◆ **What is required**
A line belongs in the answer only if it contains the word "enumerate"; copy every such line from the listing below.

◆ **Given data**
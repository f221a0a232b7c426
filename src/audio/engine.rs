//! JACK audio engine implementation
//!
//! Registers the configured ports and mixes every input into every output
//! through a gain matrix in the JACK process callback. Gains arrive from
//! the UI thread over a lock-free ring buffer.

use anyhow::{Context, Result};
use jack::{AudioIn, AudioOut, Client, ClientOptions, Control, Port, ProcessScope};
use rtrb::{Producer, RingBuffer};
use std::sync::atomic::{AtomicBool, Ordering};
use std::sync::Arc;

use crate::config::Config;
use crate::ipc::ControlMsg;

/// Minimum size of the ring buffer for control messages
const CONTROL_RING_BUFFER_MIN: usize = 256;

/// Control queue size that holds a full rewrite of the gain matrix twice
pub(crate) fn control_queue_size(inputs: usize, outputs: usize) -> usize {
    (inputs * outputs * 2).max(CONTROL_RING_BUFFER_MIN)
}

/// Audio engine that manages the JACK client
pub struct AudioEngine {
    /// JACK async client handle
    _async_client: jack::AsyncClient<Notifications, ProcessHandler>,

    /// Producer for sending control messages to audio thread
    control_producer: Producer<ControlMsg>,

    /// Flag to signal the audio thread to quit
    quit_flag: Arc<AtomicBool>,
}

impl AudioEngine {
    /// Create and start the audio engine
    pub fn new(config: &Config) -> Result<Self> {
        let (control_producer, control_consumer) =
            RingBuffer::new(control_queue_size(config.inputs.len(), config.outputs.len()));
        let quit_flag = Arc::new(AtomicBool::new(false));

        let (client, _status) = Client::new(&config.client_name, ClientOptions::NO_START_SERVER)
            .context("Failed to create JACK client. Is JACK/PipeWire running?")?;

        log::info!(
            "Created JACK client '{}' with sample rate {} Hz, buffer size {}",
            client.name(),
            client.sample_rate(),
            client.buffer_size()
        );

        let input_ports = config
            .inputs
            .iter()
            .map(|name| {
                client
                    .register_port(name, AudioIn::default())
                    .with_context(|| format!("Failed to register input port '{}'", name))
            })
            .collect::<Result<Vec<Port<AudioIn>>>>()?;

        let output_ports = config
            .outputs
            .iter()
            .map(|name| {
                client
                    .register_port(name, AudioOut::default())
                    .with_context(|| format!("Failed to register output port '{}'", name))
            })
            .collect::<Result<Vec<Port<AudioOut>>>>()?;

        log::info!(
            "Registered {} input ports and {} output ports",
            input_ports.len(),
            output_ports.len()
        );

        let gains = vec![0.0; input_ports.len() * output_ports.len()];
        let process_handler = ProcessHandler {
            input_ports,
            output_ports,
            gains,
            control_consumer,
            quit_flag: quit_flag.clone(),
        };

        let async_client = client
            .activate_async(Notifications, process_handler)
            .context("Failed to activate JACK client")?;

        log::info!("JACK client activated");

        Ok(Self {
            _async_client: async_client,
            control_producer,
            quit_flag,
        })
    }

    /// Send a control message to the audio thread
    pub fn send_control(&mut self, msg: ControlMsg) -> Result<()> {
        self.control_producer
            .push(msg)
            .map_err(|_| anyhow::anyhow!("Control message queue full"))
    }

    /// Request the audio engine to quit
    pub fn quit(&mut self) {
        if !self.quit_flag.swap(true, Ordering::SeqCst) {
            let _ = self.send_control(ControlMsg::Quit);
        }
    }
}

impl Drop for AudioEngine {
    fn drop(&mut self) {
        self.quit();
    }
}

/// JACK notification handler
struct Notifications;

impl jack::NotificationHandler for Notifications {
    unsafe fn shutdown(&mut self, _status: jack::ClientStatus, reason: &str) {
        log::error!("JACK client shutdown: {}", reason);
    }

    fn sample_rate(&mut self, _: &Client, srate: jack::Frames) -> Control {
        log::info!("Sample rate changed to {}", srate);
        Control::Continue
    }

    fn xrun(&mut self, _: &Client) -> Control {
        // Silently ignore xruns to avoid garbling the TUI
        Control::Continue
    }
}

/// JACK process handler - runs in the real-time audio thread
struct ProcessHandler {
    input_ports: Vec<Port<AudioIn>>,
    output_ports: Vec<Port<AudioOut>>,

    /// Row-major gain matrix: `gains[input * outputs + output]`
    gains: Vec<f32>,

    /// Consumer for receiving control messages from UI
    control_consumer: rtrb::Consumer<ControlMsg>,

    /// Quit flag reference
    quit_flag: Arc<AtomicBool>,
}

impl ProcessHandler {
    /// Apply pending control messages from the UI
    fn process_control_messages(&mut self) {
        let outputs = self.output_ports.len();
        while let Ok(msg) = self.control_consumer.pop() {
            match msg {
                ControlMsg::SetGain {
                    input,
                    output,
                    gain,
                } => {
                    if input < self.input_ports.len() && output < outputs {
                        self.gains[input * outputs + output] = gain;
                    }
                }
                ControlMsg::Quit => {
                    self.quit_flag.store(true, Ordering::SeqCst);
                }
            }
        }
    }
}

impl jack::ProcessHandler for ProcessHandler {
    fn process(&mut self, _: &Client, ps: &ProcessScope) -> Control {
        self.process_control_messages();

        if self.quit_flag.load(Ordering::Relaxed) {
            return Control::Quit;
        }

        let outputs = self.output_ports.len();
        for (out_idx, port) in self.output_ports.iter_mut().enumerate() {
            let out = port.as_mut_slice(ps);
            out.fill(0.0);

            for (in_idx, in_port) in self.input_ports.iter().enumerate() {
                let gain = self.gains[in_idx * outputs + out_idx];
                if gain == 0.0 {
                    continue;
                }
                let in_samples = in_port.as_slice(ps);
                for (out_s, in_s) in out.iter_mut().zip(in_samples.iter()) {
                    *out_s += in_s * gain;
                }
            }
        }

        Control::Continue
    }
}

#[cfg(test)]
mod tests {
    use super::*;

    #[test]
    fn test_control_queue_size() {
        assert_eq!(control_queue_size(3, 2), CONTROL_RING_BUFFER_MIN);
        assert_eq!(control_queue_size(32, 16), 1024);
    }
}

◆ **Response box**
        for (out_idx, port) in self.output_ports.iter_mut().enumerate() {
            for (in_idx, in_port) in self.input_ports.iter().enumerate() {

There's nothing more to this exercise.